Jiajie Mo; Baotian Zhao; Sophie Adler; Jianguo Zhang; Xiaoqiu Shao; Yanshan Ma; Lin Sang; Wenhan Hu; Chao Zhang; Yao Wang; Xiu Wang; Chang Liu; Kai Zhang

doi:10.21037/qims-20-624

Quantitative assessment of structural and functional changes in temporal lobe epilepsy with hippocampal sclerosis

Quant Imaging Med Surg. 2021 May;11(5):1782-1795. doi: 10.21037/qims-20-624.

Authors

Jiajie Mo^{1

2

3}, Baotian Zhao^{1

2

3}, Sophie Adler⁴, Jianguo Zhang^{1

2

3}, Xiaoqiu Shao^{3

5}, Yanshan Ma⁶, Lin Sang⁶, Wenhan Hu^{1

2

3}, Chao Zhang^{1

2

3}, Yao Wang^{1

2

3}, Xiu Wang^{1

2

3}, Chang Liu^{1

2

3}, Kai Zhang^{1

2

3}

Affiliations

¹ Department of Neurosurgery, Beijing Tiantan Hospital, Capital Medical University, Beijing, China.
² Department of Neurosurgery, Beijing Neurosurgical Institute, Capital Medical University, Beijing, China.
³ China National Clinical Research Center for Neurological Diseases, Beijing, China.
⁴ Developmental Neurosciences, UCL Great Ormond Street Institute of Child Health, University College London, London, UK.
⁵ Department of Neurology, Beijing Tiantan Hospital, Capital Medical University, Beijing, China.
⁶ Department of Neurosurgery, Beijing Fengtai Hospital, Beijing, China.

Abstract

Background: Magnetic resonance imaging (MRI) changes in hippocampal sclerosis (HS) could be subtle in a significant proportion of mesial temporal lobe epilepsy (mTLE) patients.
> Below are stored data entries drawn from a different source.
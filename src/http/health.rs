//! Liveness endpoint.

use axum::{extract::State, Json};
use serde::{Deserialize, Serialize};

use crate::http::server::AppState;

#[derive(Debug, Serialize, Deserialize)]
pub struct HealthResponse {
    pub status: String,
    /// Seconds since the server state was built.
    pub uptime: f64,
    pub version: String,
}

/// GET /health — always "ok" while the process serves requests.
pub async fn health(State(state): State<AppState>) -> Json<HealthResponse> {
    Json(HealthResponse {
        status: "ok".to_string(),
        uptime: state.started_at.elapsed().as_secs_f64(),
        version: env!("CARGO_PKG_VERSION").to_string(),
    })
}
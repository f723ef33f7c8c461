//! Structured logging.
//!
//! # Design Decisions
//! - Uses tracing crate for structured logging
//! - `RUST_LOG` wins over the configured level when set

use tracing_subscriber::{layer::SubscriberExt, util::SubscriberInitExt, util::TryInitError, EnvFilter};

use crate::config::ObservabilityConfig;

/// Filter used when `RUST_LOG` is absent.
pub fn default_filter(config: &ObservabilityConfig) -> String {
    let level = config.log_level.to_ascii_lowercase();
    format!("inference_api={level},tower_http={level}")
}

/// Install the global subscriber. Fails if one is already installed.
pub fn init(config: &ObservabilityConfig) -> Result<(), TryInitError> {
    tracing_subscriber::registry()
        .with(EnvFilter::try_from_default_env().unwrap_or_else(|_| default_filter(config).into()))
        .with(tracing_subscriber::fmt::layer())
        .try_init()
}

#[cfg(test)]
mod tests {
    use super::*;

    #[test]
    fn default_filter_uses_configured_level() {
        let config = ObservabilityConfig {
            log_level: "DEBUG".into(),
            ..Default::default()
        };
        assert_eq!(default_filter(&config), "inference_api=debug,tower_http=debug");
    }
}
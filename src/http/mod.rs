//! HTTP protocol handling subsystem.
//!
//! # Data Flow
//! ```text
//! TCP connection
//!     → server.rs (Axum setup, middleware stack)
//!     → request.rs (assign request ID)
//!     → handlers: health.rs, echo.rs, predict.rs
//!     → response.rs (errors → {"detail": ...})
//!     → Send to client
//! ```

pub mod echo;
pub mod health;
pub mod middleware;
pub mod predict;
pub mod request;
pub mod response;
pub mod server;

pub use request::{RequestIdExt, X_REQUEST_ID};
pub use response::{ApiError, ErrorBody};
pub use server::{AppState, HttpServer};
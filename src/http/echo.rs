//! Root greeting and path-parameter echo.

use axum::{extract::Path, Json};
use serde::{Deserialize, Serialize};

#[derive(Debug, Serialize, Deserialize)]
pub struct RootResponse {
    pub message: String,
}

#[derive(Debug, Serialize, Deserialize)]
pub struct EchoResponse {
    pub echo: String,
}

pub async fn root() -> Json<RootResponse> {
    Json(RootResponse {
        message: "Hello from inference-api!".to_string(),
    })
}

/// GET /echo/{message}
pub async fn echo(Path(message): Path<String>) -> Json<EchoResponse> {
    Json(EchoResponse { echo: message })
}
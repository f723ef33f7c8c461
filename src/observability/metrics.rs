//! Metrics collection and exposition.
//!
//! # Metrics
//! - `api_requests_total` (counter): requests by method, path, status
//! - `api_request_duration_seconds` (histogram): latency by method, path
//! - `api_predictions_total` (counter): successful predictions by model
//! - `api_predicted_tokens` (histogram): tokens returned per prediction

use std::net::SocketAddr;
use std::time::Instant;

use metrics_exporter_prometheus::{BuildError, PrometheusBuilder};

/// Install the Prometheus exporter with its own HTTP listener.
///
/// Must be called from within a Tokio runtime.
pub fn init_metrics(addr: SocketAddr) -> Result<(), BuildError> {
    PrometheusBuilder::new().with_http_listener(addr).install()?;
    tracing::info!(address = %addr, "Metrics exporter listening");
    Ok(())
}

/// Record a finished request.
pub fn record_request(method: &str, path: &str, status: u16, start: Instant) {
    metrics::counter!(
        "api_requests_total",
        "method" => method.to_string(),
        "path" => path.to_string(),
        "status" => status.to_string()
    )
    .increment(1);
    metrics::histogram!(
        "api_request_duration_seconds",
        "method" => method.to_string(),
        "path" => path.to_string()
    )
    .record(start.elapsed().as_secs_f64());
}

/// Record a successful prediction.
pub fn record_prediction(model: &str, tokens: usize) {
    metrics::counter!("api_predictions_total", "model" => model.to_string()).increment(1);
    metrics::histogram!("api_predicted_tokens", "model" => model.to_string()).record(tokens as f64);
}
//! Security subsystem.
//!
//! # Data Flow
//! ```text
//! Incoming request:
//!     → cors.rs (preflight answers, origin allow-list)
//!     → limits.rs (request body size, enforced at extraction)
//!     → Pass to handlers
//! ```
//!
//! # Design Decisions
//! - Fail closed: a disallowed origin gets no CORS headers
//! - No trust in client input

pub mod cors;
pub mod limits;

pub use cors::cors_layer;
pub use limits::body_limit_layer;
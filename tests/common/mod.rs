//! Shared utilities for integration and load testing.

use std::net::SocketAddr;
use std::time::Duration;

use inference_api::config::ServiceConfig;
use inference_api::http::HttpServer;
use inference_api::lifecycle::Shutdown;
use tokio::net::TcpListener;

/// A server running on an ephemeral local port.
pub struct TestServer {
    pub addr: SocketAddr,
    pub shutdown: Shutdown,
    handle: tokio::task::JoinHandle<()>,
}

impl TestServer {
    pub fn url(&self) -> String {
        format!("http://{}", self.addr)
    }

    /// Trigger shutdown and wait for the server task to finish.
    pub async fn stop(self) {
        self.shutdown.trigger();
        let _ = tokio::time::timeout(Duration::from_secs(5), self.handle).await;
    }
}

/// Start the service with `config` on 127.0.0.1 and an OS-assigned port.
pub async fn start_server(mut config: ServiceConfig) -> TestServer {
    config.listener.host = "127.0.0.1".into();
    let listener = TcpListener::bind("127.0.0.1:0").await.unwrap();
    let addr = listener.local_addr().unwrap();
    config.listener.port = addr.port();

    let shutdown = Shutdown::new();
    let server_shutdown = shutdown.subscribe();
    let server = HttpServer::new(config);

    let handle = tokio::spawn(async move {
        let _ = server.run(listener, server_shutdown).await;
    });

    TestServer {
        addr,
        shutdown,
        handle,
    }
}

/// HTTP client that never routes loopback traffic through a proxy.
pub fn http_client() -> reqwest::Client {
    reqwest::Client::builder().no_proxy().build().unwrap()
}

/// SDK client bound to `server`.
#[allow(dead_code)]
pub fn api_client(server: &TestServer) -> inference_sdk::ApiClient {
    inference_sdk::ApiClient::with_client(http_client(), &server.url())
}
//! Per-request metrics middleware.

use std::time::Instant;

use axum::{
    body::Body,
    extract::MatchedPath,
    http::Request,
    middleware::Next,
    response::Response,
};

use crate::observability::metrics;

/// Records count and latency for every request, labelled by route template
/// so `/echo/{message}` does not explode label cardinality.
pub async fn track_metrics(req: Request<Body>, next: Next) -> Response {
    let start = Instant::now();
    let path = req
        .extensions()
        .get::<MatchedPath>()
        .map(|p| p.as_str().to_string())
        .unwrap_or_else(|| "unmatched".to_string());
    let method = req.method().to_string();

    let response = next.run(req).await;

    metrics::record_request(&method, &path, response.status().as_u16(), start);
    response
}
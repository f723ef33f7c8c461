//! OS signal handling.
//!
//! Resolves on SIGINT (Ctrl+C) or, on unix, SIGTERM.

/// Wait until the process is asked to stop.
pub async fn wait_for_signal() {
    let ctrl_c = async {
        if let Err(e) = tokio::signal::ctrl_c().await {
            tracing::error!(error = %e, "Failed to install Ctrl+C handler");
            std::future::pending::<()>().await;
        }
    };

    #[cfg(unix)]
    let terminate = async {
        match tokio::signal::unix::signal(tokio::signal::unix::SignalKind::terminate()) {
            Ok(mut sig) => {
                sig.recv().await;
            }
            Err(e) => {
                tracing::error!(error = %e, "Failed to install SIGTERM handler");
                std::future::pending::<()>().await;
            }
        }
    };

    #[cfg(not(unix))]
    let terminate = std::future::pending::<()>();

    tokio::select! {
        _ = ctrl_c => {},
        _ = terminate => {},
    }

    tracing::info!("Shutdown signal received");
}
//! Observability subsystem.
//!
//! # Data Flow
//! ```text
//! All subsystems produce:
//!     → logging.rs (structured log events via `tracing`)
//!     → metrics.rs (counters, histograms)
//!
//! Consumers:
//!     → stdout (fmt layer, filtered by RUST_LOG)
//!     → Metrics endpoint (Prometheus scrape)
//! ```
//!
//! # Design Decisions
//! - Request ID flows through the trace span of every request
//! - Metrics are cheap (atomic increments) and no-ops until an exporter is installed

pub mod logging;
pub mod metrics;
use reqwest::{Client, Response, Url};
use serde::{Deserialize, Serialize};
use thiserror::Error;

#[derive(Debug, Serialize, Deserialize)]
pub struct HealthResponse {
    pub status: String,
    pub uptime: f64,
    pub version: String,
}

#[derive(Debug, Serialize, Deserialize)]
pub struct RootResponse {
    pub message: String,
}

#[derive(Debug, Serialize, Deserialize)]
pub struct EchoResponse {
    pub echo: String,
}

#[derive(Debug, Serialize, Deserialize)]
pub struct PredictRequest {
    pub text: String,
    #[serde(skip_serializing_if = "Option::is_none")]
    pub top_k: Option<i64>,
}

#[derive(Debug, Clone, PartialEq, Serialize, Deserialize)]
pub struct ScoredToken {
    pub token: String,
    pub score: f64,
}

#[derive(Debug, Serialize, Deserialize)]
pub struct PredictResponse {
    pub input: String,
    pub top_k: usize,
    pub predictions: Vec<ScoredToken>,
}

#[derive(Debug, Deserialize)]
struct ErrorBody {
    detail: String,
}

#[derive(Debug, Error)]
pub enum SdkError {
    #[error("HTTP error: {0}")]
    Http(#[from] reqwest::Error),

    #[error("invalid base URL: {0}")]
    Url(String),

    /// The service answered with a non-success status.
    #[error("API returned {status}: {detail}")]
    Status { status: u16, detail: String },
}

pub struct ApiClient {
    client: Client,
    base_url: String,
}

impl ApiClient {
    pub fn new(base_url: &str) -> Self {
        Self::with_client(Client::new(), base_url)
    }

    /// Use a preconfigured `reqwest::Client` (timeouts, proxies, ...).
    pub fn with_client(client: Client, base_url: &str) -> Self {
        Self {
            client,
            base_url: base_url.trim_end_matches('/').to_string(),
        }
    }

    pub async fn health(&self) -> Result<HealthResponse, SdkError> {
        let resp = self.client.get(format!("{}/health", self.base_url)).send().await?;
        decode(resp).await
    }

    pub async fn root(&self) -> Result<RootResponse, SdkError> {
        let resp = self.client.get(format!("{}/", self.base_url)).send().await?;
        decode(resp).await
    }

    /// Echo `message`; it is percent-encoded as a single path segment.
    pub async fn echo(&self, message: &str) -> Result<EchoResponse, SdkError> {
        let mut url = Url::parse(&self.base_url).map_err(|e| SdkError::Url(e.to_string()))?;
        url.path_segments_mut()
            .map_err(|_| SdkError::Url(self.base_url.clone()))?
            .pop_if_empty()
            .extend(["echo", message]);

        let resp = self.client.get(url).send().await?;
        decode(resp).await
    }

    pub async fn predict(&self, text: &str, top_k: Option<i64>) -> Result<PredictResponse, SdkError> {
        let req = PredictRequest {
            text: text.to_string(),
            top_k,
        };
        let resp = self
            .client
            .post(format!("{}/predict", self.base_url))
            .json(&req)
            .send()
            .await?;
        decode(resp).await
    }
}

async fn decode<T: for<'de> Deserialize<'de>>(resp: Response) -> Result<T, SdkError> {
    let status = resp.status();
    if !status.is_success() {
        let text = resp.text().await?;
        let detail = serde_json::from_str::<ErrorBody>(&text)
            .map(|b| b.detail)
            .unwrap_or(text);
        return Err(SdkError::Status {
            status: status.as_u16(),
            detail,
        });
    }

    Ok(resp.json::<T>().await?)
}
use clap::{Parser, Subcommand};
use serde_json::{json, Value};

#[derive(Parser)]
#[command(name = "inference-cli")]
#[command(about = "Command-line client for the inference API", long_about = None)]
struct Cli {
    #[arg(short, long, default_value = "http://localhost:8000")]
    url: String,

    #[command(subcommand)]
    command: Commands,
}

#[derive(Subcommand)]
enum Commands {
    /// Check service health and uptime
    Health,
    /// Fetch the greeting
    Root,
    /// Echo a message back through the path parameter
    Echo { message: String },
    /// Rank the tokens of a text
    Predict {
        text: String,
        #[arg(short = 'k', long)]
        top_k: Option<i64>,
    },
}

#[tokio::main]
async fn main() -> Result<(), Box<dyn std::error::Error>> {
    let cli = Cli::parse();
    let client = reqwest::Client::new();
    let base = cli.url.trim_end_matches('/');

    let res = match cli.command {
        Commands::Health => client.get(format!("{}/health", base)).send().await?,
        Commands::Root => client.get(format!("{}/", base)).send().await?,
        Commands::Echo { message } => {
            let mut url = reqwest::Url::parse(base)?;
            url.path_segments_mut()
                .map_err(|_| "URL cannot carry a path")?
                .pop_if_empty()
                .extend(["echo", message.as_str()]);
            client.get(url).send().await?
        }
        Commands::Predict { text, top_k } => {
            client
                .post(format!("{}/predict", base))
                .json(&json!({ "text": text, "top_k": top_k }))
                .send()
                .await?
        }
    };

    print_response(res).await
}

async fn print_response(res: reqwest::Response) -> Result<(), Box<dyn std::error::Error>> {
    let status = res.status();
    if !status.is_success() {
        eprintln!("Error: API returned status {}", status);
        if let Ok(text) = res.text().await {
            eprintln!("Response: {}", text);
        }
        return Ok(());
    }

    let json: Value = res.json().await?;
    println!("{}", serde_json::to_string_pretty(&json)?);
    Ok(())
}
//! Request identification.
//!
//! # Responsibilities
//! - Generate a unique request ID (UUID v4) for every request
//! - Keep a client-supplied `x-request-id` when one is present
//! - Echo the ID back on the response
//!
//! # Design Decisions
//! - Request ID added as early as possible so the trace span can carry it

use axum::http::{HeaderName, HeaderValue, Request};
use tower_http::request_id::{
    MakeRequestId, PropagateRequestIdLayer, RequestId, SetRequestIdLayer,
};
use uuid::Uuid;

/// Header carrying the request ID.
pub const X_REQUEST_ID: &str = "x-request-id";

/// Generates UUID v4 request IDs.
#[derive(Debug, Clone, Copy, Default)]
pub struct MakeRequestUuid;

impl MakeRequestId for MakeRequestUuid {
    fn make_request_id<B>(&mut self, _request: &Request<B>) -> Option<RequestId> {
        HeaderValue::from_str(&Uuid::new_v4().to_string())
            .ok()
            .map(RequestId::new)
    }
}

/// Layer that assigns an ID to requests that lack one.
pub fn set_request_id_layer() -> SetRequestIdLayer<MakeRequestUuid> {
    SetRequestIdLayer::new(HeaderName::from_static(X_REQUEST_ID), MakeRequestUuid)
}

/// Layer that copies the request ID onto the response.
pub fn propagate_request_id_layer() -> PropagateRequestIdLayer {
    PropagateRequestIdLayer::new(HeaderName::from_static(X_REQUEST_ID))
}

/// Convenience accessor for the request ID header.
pub trait RequestIdExt {
    /// The request ID, or `"unknown"` if none was assigned.
    fn request_id(&self) -> &str;
}

impl<B> RequestIdExt for Request<B> {
    fn request_id(&self) -> &str {
        self.headers()
            .get(X_REQUEST_ID)
            .and_then(|v| v.to_str().ok())
            .unwrap_or("unknown")
    }
}

#[cfg(test)]
mod tests {
    use super::*;
    use axum::body::Body;

    #[test]
    fn generated_ids_are_uuids() {
        let req = Request::new(Body::empty());
        let id = MakeRequestUuid.make_request_id(&req).unwrap();
        let text = id.header_value().to_str().unwrap();
        assert!(Uuid::parse_str(text).is_ok());
    }

    #[test]
    fn request_id_ext_reads_header() {
        let req = Request::builder()
            .header(X_REQUEST_ID, "abc-123")
            .body(Body::empty())
            .unwrap();
        assert_eq!(req.request_id(), "abc-123");

        let bare = Request::new(Body::empty());
        assert_eq!(bare.request_id(), "unknown");
    }
}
In this study, we aimed to document the structural and functional changes in the hippocampus and amygdala seen in HS patients.
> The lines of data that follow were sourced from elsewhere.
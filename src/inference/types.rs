//! Prediction request/response types.

use serde::{Deserialize, Serialize};
use thiserror::Error;

/// Request payload for `POST /predict`.
#[derive(Debug, Clone, Serialize, Deserialize, PartialEq)]
pub struct PredictRequest {
    /// Free text to rank. Must contain something other than whitespace.
    pub text: String,
    /// Number of tokens to return. Missing, null, or non-positive means 1.
    #[serde(default)]
    pub top_k: Option<i64>,
}

/// A token paired with its score.
#[derive(Debug, Clone, Serialize, Deserialize, PartialEq)]
pub struct ScoredToken {
    pub token: String,
    pub score: f64,
}

/// Response payload for `POST /predict`.
#[derive(Debug, Clone, Serialize, Deserialize, PartialEq)]
pub struct PredictResponse {
    /// The trimmed input text.
    pub input: String,
    /// The top_k actually applied.
    pub top_k: usize,
    /// Tokens in descending score order.
    pub predictions: Vec<ScoredToken>,
}

/// Errors that can occur while serving a prediction.
#[derive(Debug, Clone, PartialEq, Eq, Error)]
pub enum PredictError {
    /// The request carried no usable text.
    #[error("{0}")]
    InvalidInput(String),
}

pub type PredictResult<T> = Result<T, PredictError>;

/// Clamp a requested top_k to at least one.
pub fn effective_top_k(requested: Option<i64>) -> usize {
    match requested {
        Some(k) if k > 0 => usize::try_from(k).unwrap_or(usize::MAX),
        _ => 1,
    }
}
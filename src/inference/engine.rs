//! Placeholder ranking model and the engine that drives it.

use std::sync::Arc;

use crate::inference::types::{
    effective_top_k, PredictError, PredictRequest, PredictResponse, PredictResult, ScoredToken,
};

/// A model that scores the tokens of a text.
///
/// Implementations must be deterministic for a given input and return at
/// most `top_k` tokens in descending score order.
pub trait Predictor: Send + Sync {
    /// Name used in logs and metrics.
    fn name(&self) -> &str;

    /// Score `text` and return the best `top_k` tokens.
    fn predict(&self, text: &str, top_k: usize) -> Vec<ScoredToken>;
}

/// Scores each whitespace-delimited token by its character length.
#[derive(Debug, Clone, Copy, Default)]
pub struct LengthRanker;

impl Predictor for LengthRanker {
    fn name(&self) -> &str {
        "length-ranker"
    }

    fn predict(&self, text: &str, top_k: usize) -> Vec<ScoredToken> {
        let mut tokens: Vec<(&str, usize)> = text
            .split_whitespace()
            .map(|t| (t, t.chars().count()))
            .collect();

        // sort_by is stable: equal lengths keep input order
        tokens.sort_by(|a, b| b.1.cmp(&a.1));

        tokens
            .into_iter()
            .take(top_k.max(1))
            .map(|(token, len)| ScoredToken {
                token: token.to_string(),
                score: len as f64,
            })
            .collect()
    }
}

/// Validates requests and runs them through a [`Predictor`].
#[derive(Clone)]
pub struct InferenceEngine {
    model: Arc<dyn Predictor>,
}

impl InferenceEngine {
    /// Create an engine around the given model.
    pub fn new(model: Arc<dyn Predictor>) -> Self {
        Self { model }
    }

    /// Name of the underlying model.
    pub fn model_name(&self) -> &str {
        self.model.name()
    }

    /// Validate `request` and produce a ranked response.
    pub fn run(&self, request: &PredictRequest) -> PredictResult<PredictResponse> {
        let text = request.text.trim();
        if text.is_empty() {
            return Err(PredictError::InvalidInput("text must not be empty".to_string()));
        }

        let top_k = effective_top_k(request.top_k);
        let predictions = self.model.predict(text, top_k);

        Ok(PredictResponse {
            input: text.to_string(),
            top_k,
            predictions,
        })
    }
}

impl Default for InferenceEngine {
    fn default() -> Self {
        Self::new(Arc::new(LengthRanker))
    }
}

#[cfg(test)]
mod tests {
    use super::*;

    fn request(text: &str, top_k: Option<i64>) -> PredictRequest {
        PredictRequest {
            text: text.to_string(),
            top_k,
        }
    }

    fn tokens(response: &PredictResponse) -> Vec<(&str, f64)> {
        response
            .predictions
            .iter()
            .map(|p| (p.token.as_str(), p.score))
            .collect()
    }

    #[test]
    fn ranks_by_length_descending() {
        let engine = InferenceEngine::default();
        let response = engine.run(&request("a bb ccc", Some(2))).unwrap();

        assert_eq!(response.input, "a bb ccc");
        assert_eq!(response.top_k, 2);
        assert_eq!(tokens(&response), vec![("ccc", 3.0), ("bb", 2.0)]);
    }

    #[test]
    fn ties_keep_input_order() {
        let engine = InferenceEngine::default();
        let response = engine.run(&request("dog cat a emu", Some(3))).unwrap();
        assert_eq!(tokens(&response), vec![("dog", 3.0), ("cat", 3.0), ("emu", 3.0)]);
    }

    #[test]
    fn non_positive_top_k_returns_one() {
        let engine = InferenceEngine::default();
        for k in [None, Some(0), Some(-4)] {
            let response = engine.run(&request("short longest", k)).unwrap();
            assert_eq!(response.top_k, 1);
            assert_eq!(tokens(&response), vec![("longest", 7.0)]);
        }
    }

    #[test]
    fn top_k_larger_than_token_count() {
        let engine = InferenceEngine::default();
        let response = engine.run(&request("one two", Some(10))).unwrap();
        assert_eq!(response.top_k, 10);
        assert_eq!(response.predictions.len(), 2);
    }

    #[test]
    fn input_is_trimmed() {
        let engine = InferenceEngine::default();
        let response = engine.run(&request("  \thello world \n", None)).unwrap();
        assert_eq!(response.input, "hello world");
    }

    #[test]
    fn empty_or_whitespace_is_invalid() {
        let engine = InferenceEngine::default();
        for text in ["", "   ", "\n\t "] {
            let err = engine.run(&request(text, Some(3))).unwrap_err();
            assert_eq!(err, PredictError::InvalidInput("text must not be empty".into()));
        }
    }

    #[test]
    fn scores_count_characters_not_bytes() {
        let ranker = LengthRanker;
        let out = ranker.predict("héllo abcd", 2);
        assert_eq!(out[0].token, "héllo");
        assert_eq!(out[0].score, 5.0);
    }

    #[test]
    fn custom_predictor_is_used() {
        struct Fixed;
        impl Predictor for Fixed {
            fn name(&self) -> &str {
                "fixed"
            }
            fn predict(&self, _text: &str, _top_k: usize) -> Vec<ScoredToken> {
                vec![ScoredToken { token: "x".into(), score: 0.5 }]
            }
        }

        let engine = InferenceEngine::new(Arc::new(Fixed));
        assert_eq!(engine.model_name(), "fixed");
        let response = engine.run(&request("anything", None)).unwrap();
        assert_eq!(tokens(&response), vec![("x", 0.5)]);
    }
}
Methods: Quantitative features of the hippocampus and amygdala were extracted from structural MRI data in 66 mTLE patients and 28 controls. Structural covariance analysis was undertaken using volumetric data from the amygdala and hippocampus. Functional connectivity (FC) measured using resting intracranial electroencephalography (EEG) was analyzed in 22 HS patients and 16 non-HS disease controls.
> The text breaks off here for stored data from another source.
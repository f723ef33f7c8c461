//! Placeholder inference module.

pub mod engine;
pub mod types;

pub use engine::{InferenceEngine, LengthRanker, Predictor};
pub use types::{effective_top_k, PredictError, PredictRequest, PredictResponse, ScoredToken};
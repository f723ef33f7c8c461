//! CORS policy.
//!
//! `"*"` in the allow-list admits every origin. Browsers refuse a literal
//! `*` on credentialed requests, so with credentials enabled the request's
//! own origin, method and headers are mirrored back instead.

use axum::http::HeaderValue;
use tower_http::cors::{AllowHeaders, AllowMethods, AllowOrigin, Any, CorsLayer};

use crate::config::CorsConfig;

/// Build the CORS layer for the configured allow-list.
pub fn cors_layer(config: &CorsConfig) -> CorsLayer {
    let wildcard = config.allow_origins.iter().any(|o| o == "*");

    let origin = match (wildcard, config.allow_credentials) {
        (true, true) => AllowOrigin::mirror_request(),
        (true, false) => AllowOrigin::any(),
        (false, _) => AllowOrigin::list(
            config
                .allow_origins
                .iter()
                .filter_map(|o| HeaderValue::from_str(o).ok()),
        ),
    };

    let layer = CorsLayer::new().allow_origin(origin);

    if config.allow_credentials {
        layer
            .allow_methods(AllowMethods::mirror_request())
            .allow_headers(AllowHeaders::mirror_request())
            .allow_credentials(true)
    } else {
        layer.allow_methods(Any).allow_headers(Any)
    }
}

#[cfg(test)]
mod tests {
    use super::*;
    use axum::{
        body::Body,
        http::{header, Method, Request, StatusCode},
        routing::get,
        Router,
    };
    use tower::ServiceExt;

    fn app(config: &CorsConfig) -> Router {
        Router::new()
            .route("/", get(|| async { "ok" }))
            .layer(cors_layer(config))
    }

    fn preflight(origin: &str) -> Request<Body> {
        Request::builder()
            .method(Method::OPTIONS)
            .uri("/")
            .header(header::ORIGIN, origin)
            .header(header::ACCESS_CONTROL_REQUEST_METHOD, "POST")
            .header(header::ACCESS_CONTROL_REQUEST_HEADERS, "content-type")
            .body(Body::empty())
            .unwrap()
    }

    #[tokio::test]
    async fn wildcard_with_credentials_mirrors_origin() {
        let res = app(&CorsConfig::default())
            .oneshot(preflight("http://localhost:3000"))
            .await
            .unwrap();

        assert_eq!(res.status(), StatusCode::OK);
        let headers = res.headers();
        assert_eq!(headers[header::ACCESS_CONTROL_ALLOW_ORIGIN], "http://localhost:3000");
        assert_eq!(headers[header::ACCESS_CONTROL_ALLOW_CREDENTIALS], "true");
        assert_eq!(headers[header::ACCESS_CONTROL_ALLOW_METHODS], "POST");
    }

    #[tokio::test]
    async fn wildcard_without_credentials_sends_star() {
        let config = CorsConfig {
            allow_origins: vec!["*".into()],
            allow_credentials: false,
        };
        let res = app(&config).oneshot(preflight("https://anything.example")).await.unwrap();
        assert_eq!(res.headers()[header::ACCESS_CONTROL_ALLOW_ORIGIN], "*");
        assert!(res.headers().get(header::ACCESS_CONTROL_ALLOW_CREDENTIALS).is_none());
    }

    #[tokio::test]
    async fn explicit_list_rejects_other_origins() {
        let config = CorsConfig {
            allow_origins: vec!["https://app.example".into()],
            allow_credentials: true,
        };

        let allowed = app(&config).oneshot(preflight("https://app.example")).await.unwrap();
        assert_eq!(allowed.headers()[header::ACCESS_CONTROL_ALLOW_ORIGIN], "https://app.example");

        let denied = app(&config).oneshot(preflight("https://evil.example")).await.unwrap();
        assert!(denied.headers().get(header::ACCESS_CONTROL_ALLOW_ORIGIN).is_none());
    }
}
Results: Hippocampal atrophy was present in both MRI-positive and MRI-negative HS groups (Mann-Whitney U: 7.61, P<0.01; Mann-Whitney U: 6.51, P<0.01). Amygdala volumes were decreased in the patient group (Mann-Whitney U: 2.92, P<0.05), especially in MRI-negative HS patients (Mann-Whitney U: 2.75, P<0.05). The structural covariance analysis showed the normalized volumes of the amygdala and hippocampus were tightly coupled in both controls and HS patients (ρ_Spearman =0.72, P<0.01). FC analysis indicated that HS patients had significantly increased connectivity (Student's t: 2.58, P=0.03) within the hippocampus but decreased connectivity between the hippocampus and amygdala (Student's t: 3.33, P=0.01), particularly for MRI-negative HS patients.

Conclusions: Quantitative structural changes, including hippocampal atrophy and temporal pole blurring, are present in both MRI-positive and MRI-negative HS patients, suggesting the potential usefulness of incorporating quantitative analyses into clinical practice. HS is characterized by increased intra-hippocampal EEG synchronization and decreased coupling between the hippocampus and amygdala.

Keywords: Hippocampal sclerosis (HS); functional connectivity (FC); mesial temporal lobe epilepsy (mTLE); quantitative structural analysis.